Among these 74 is Joe Sullivan, the defendant in Sullivan v. Florida. Sullivan, who is
reportedly mentally disabled, was 13 years old in 1989 when he was accused of raping an
elderly woman after a burglary carried out by an older group of teenagers. The older
teenagers confessed to the burglary but pinned the rape on Sullivan, a charge he denied.

The older boys did time in juvenile prison and were then freed. Sullivan became the
youngest prisoner to be sentenced to die in prison for a crime other than murder. "I am
going to try to send him away for as long as I can," his trial judge said. "He is beyond
help."

At 14, Sullivan was sent to an adult prison, where he was repeatedly sexually assaulted.
Sullivan now is 33 years old. Stricken with multiple sclerosis, he is confined to a
wheelchair.

Sullivan's case is emblematic of a number of problems when it comes to juveniles


sentenced as adults, not the least of which is the phenomenon of youths either being
coerced or getting caught up in criminal situations orchestrated by older teenagers or
adults.

Among juvenile offenders, many have participated in violent crimes as a result of their
relationship with a grown-up. Incredibly, this can mean getting a harsher sentence than
the adult in question.
"There is this tendency to point the finger towards the younger co-defendant, sometimes
because of the perception that the younger person will get a lesser sentence," says Alison
Parker. "There's still this perception out there that kids will be treated differently, but the
reality is that kids are treated like adults."

Another major factor is race. During Sullivan's trial, "the prosecutor and witnesses made
repeated, unnecessary reference to the fact that Joe is African American and the victim
(was) white," according to EJI. "One witness repeatedly said the perpetrator of the assault
was a 'colored boy' or 'a dark colored boy.' "

It is not news that the American criminal justice system disproportionately targets people
of color. But when it comes to juvenile offenders, Alison Parker calls the disparities
"absolutely shocking." On a national level, "African American youth are serving the
sentence at a rate of about 10 times that of white youth," Parker told AlterNet. "In some
states, the rate is even higher."

In both cases before the Supreme Court, the defendants were sentenced to life for crimes
that fell short of murder, a phenomenon that is especially prevalent In Florida, where the
number of prisoners who will die in jail for non-homicide crimes hovers at 77.

Terrance Jamar Graham, the defendant in Graham v. Florida, was 17 years old and on
probation for a crime he committed when he was 16, when he took part in an armed
burglary. His co-defendants got minor sentences. He was slapped with life without
parole.

"Mr. Graham, as I look back on your case, yours is really candidly a sad situation," the
judge told him. "The only thing that I can rationalize is that you decided that this is how
you were going to lead your life and there is nothing that we can do for you."

This is classic "three strikes" logic, which, along with the conspiracy and felony murder
statutes have led teens to be sentenced to life for crimes in which they played only a
minor role.

Take Christine Lockhart, the first female juvenile to be sentenced to life without parole in
Iowa. She was 17 years old and sitting in a car when her boyfriend killed someone during
an armed robbery. Today, she has been in prison for more than half her life.

Lockhart, along with Sara Kruzan are a relative minority, two out of some 175 women
serving life without parole for crimes they committed as teenagers. But their stories
reveal how young people can get caught up in dangerous, harmful, and ultimately deadly,
situations often simply by being with the wrong people at the wrong time.

"Sara's story is compelling," says Parker. "But it is really one that is shared across the
country. There are many, many people with similar circumstances who are serving life
sentences without any possibility of parole."
Kruzan, in fact, is one of the lucky ones. She now has attorneys who are working on
appealing her sentence, pro bono. Most other prisoners serving life without parole for
crimes committed as juveniles have no post-conviction representation at all.

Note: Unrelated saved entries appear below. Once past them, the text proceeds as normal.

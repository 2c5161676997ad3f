//! Metadata service
//!
//! Owns the metafile registry, the read scheduler and the deferred
//! copy/removal ledger. Everything that used to be process-wide lives
//! here, so independent services never share state.

use crate::backend::{FsBackend, MetafileBackend};
use crate::ledger::Ledger;
use crate::metafile::Metafile;
use crate::monitor::MetafileServant;
use crate::scheduler::ReadScheduler;
use crate::uri;
use dirmeta_common::{Error, MetadataConfig, Result};
use parking_lot::Mutex;
use std::collections::HashMap;
use std::sync::{Arc, Weak};
use tokio::runtime::Handle;
use tracing::{debug, info};

pub(crate) struct ServiceShared {
    pub(crate) config: MetadataConfig,
    pub(crate) backend: Arc<dyn MetafileBackend>,
    pub(crate) runtime: Handle,
    pub(crate) scheduler: ReadScheduler,
    pub(crate) ledger: Ledger,
    registry: Mutex<HashMap<String, Weak<Metafile>>>,
}

impl ServiceShared {
    /// Apply every deferred copy whose endpoints are read, then every
    /// removal those copies were blocking
    pub(crate) fn drain_ledger(&self) {
        for copy in self.ledger.take_ready_copies() {
            copy.source
                .copy_now(&copy.source_name, &copy.destination, &copy.destination_name);
        }
        for removal in self.ledger.take_unblocked_removals() {
            removal.metafile.remove_now(&removal.file_name);
        }
    }

    /// Drop the registry entry for `uri` if it still points at `metafile`
    pub(crate) fn unregister(&self, uri: &str, metafile: *const Metafile) {
        let mut registry = self.registry.lock();
        if registry
            .get(uri)
            .is_some_and(|entry| entry.as_ptr() == metafile)
        {
            registry.remove(uri);
        }
    }

    /// Move a metafile to a new canonical URI
    pub(crate) fn rekey(&self, old_uri: &str, new_uri: &str, metafile: &Weak<Metafile>) {
        let mut registry = self.registry.lock();
        if registry
            .get(old_uri)
            .is_some_and(|entry| entry.ptr_eq(metafile))
        {
            registry.remove(old_uri);
        }
        if registry.insert(new_uri.to_string(), metafile.clone()).is_some() {
            debug!("Replaced registry entry for {}", new_uri);
        }
    }
}

/// Entry point for per-directory metadata
///
/// Cloning is cheap and every clone shares the same registry.
#[derive(Clone)]
pub struct MetadataService {
    shared: Arc<ServiceShared>,
}

impl MetadataService {
    /// Create a service on the current tokio runtime
    pub fn new(config: MetadataConfig, backend: Arc<dyn MetafileBackend>) -> Result<Self> {
        config.validate()?;
        let runtime = Handle::try_current()
            .map_err(|e| Error::internal(format!("metadata service needs a tokio runtime: {e}")))?;

        info!(
            "Metadata service using {} backend at {:?} (max {} concurrent reads)",
            backend.name(),
            config.metafiles_dir,
            config.max_concurrent_reads
        );

        Ok(Self {
            shared: Arc::new(ServiceShared {
                scheduler: ReadScheduler::new(config.max_concurrent_reads),
                ledger: Ledger::default(),
                registry: Mutex::new(HashMap::new()),
                config,
                backend,
                runtime,
            }),
        })
    }

    /// Create a service storing sidecars on the local filesystem
    pub fn with_fs(config: MetadataConfig) -> Result<Self> {
        let backend = Arc::new(FsBackend::new(config.file_mode));
        Self::new(config, backend)
    }

    pub fn config(&self) -> &MetadataConfig {
        &self.shared.config
    }

    pub(crate) fn runtime(&self) -> &Handle {
        &self.shared.runtime
    }

    /// Get the one live metafile for a directory, creating it if needed
    ///
    /// The metafile is not loaded; reads and writes are buffered until
    /// [`Metafile::load`] completes.
    pub fn get_for_uri(&self, directory_uri: &str) -> Arc<Metafile> {
        let canonical = uri::canonicalize(directory_uri);
        let mut registry = self.shared.registry.lock();
        if let Some(existing) = registry.get(&canonical).and_then(Weak::upgrade) {
            return existing;
        }

        let metafile = Metafile::new(Arc::clone(&self.shared), canonical.clone());
        registry.insert(canonical, Arc::downgrade(&metafile));
        metafile
    }

    /// Get the metafile for a directory and start loading it
    pub fn open(&self, directory_uri: &str) -> Arc<Metafile> {
        let metafile = self.get_for_uri(directory_uri);
        metafile.load();
        metafile
    }

    /// Open a servant for remote callers of a directory's metafile
    pub fn open_servant(&self, directory_uri: &str) -> MetafileServant {
        MetafileServant::new(self.clone(), self.get_for_uri(directory_uri))
    }

    /// Apply any deferred copies and removals that are now possible
    pub fn drain_ledger(&self) {
        self.shared.drain_ledger();
    }

    /// Number of metafiles currently alive
    pub fn live_metafiles(&self) -> usize {
        self.shared
            .registry
            .lock()
            .values()
            .filter(|entry| entry.strong_count() > 0)
            .count()
    }

    /// Copies waiting for an endpoint to load
    pub fn pending_copies(&self) -> usize {
        self.shared.ledger.copies_len()
    }

    /// Removals waiting for a copy to be applied
    pub fn pending_removals(&self) -> usize {
        self.shared.ledger.removals_len()
    }

    /// Sidecar reads currently running
    pub fn reads_in_flight(&self) -> usize {
        self.shared.scheduler.in_flight()
    }

    /// Sidecar reads waiting for a slot
    pub fn reads_queued(&self) -> usize {
        self.shared.scheduler.queued()
    }
}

Today, Kruzan is 32 years old and described as a "model inmate," despite any real lack of
incentive. ("Who wants to excel in prison?" she says.) Asked what she would say if she
had a chance to appear before a a parole board, she says that she believes she can now be
of some value to society, perhaps even a "positive example."

Also, she says, "I've learned what moral scruples are."

Liliana Segura is an AlterNet staff writer and editor of Rights & Liberties and World
Special Coverage. http://twitter.com/LilianaSegura

© 2009 Independent Media Institute. All rights reserved.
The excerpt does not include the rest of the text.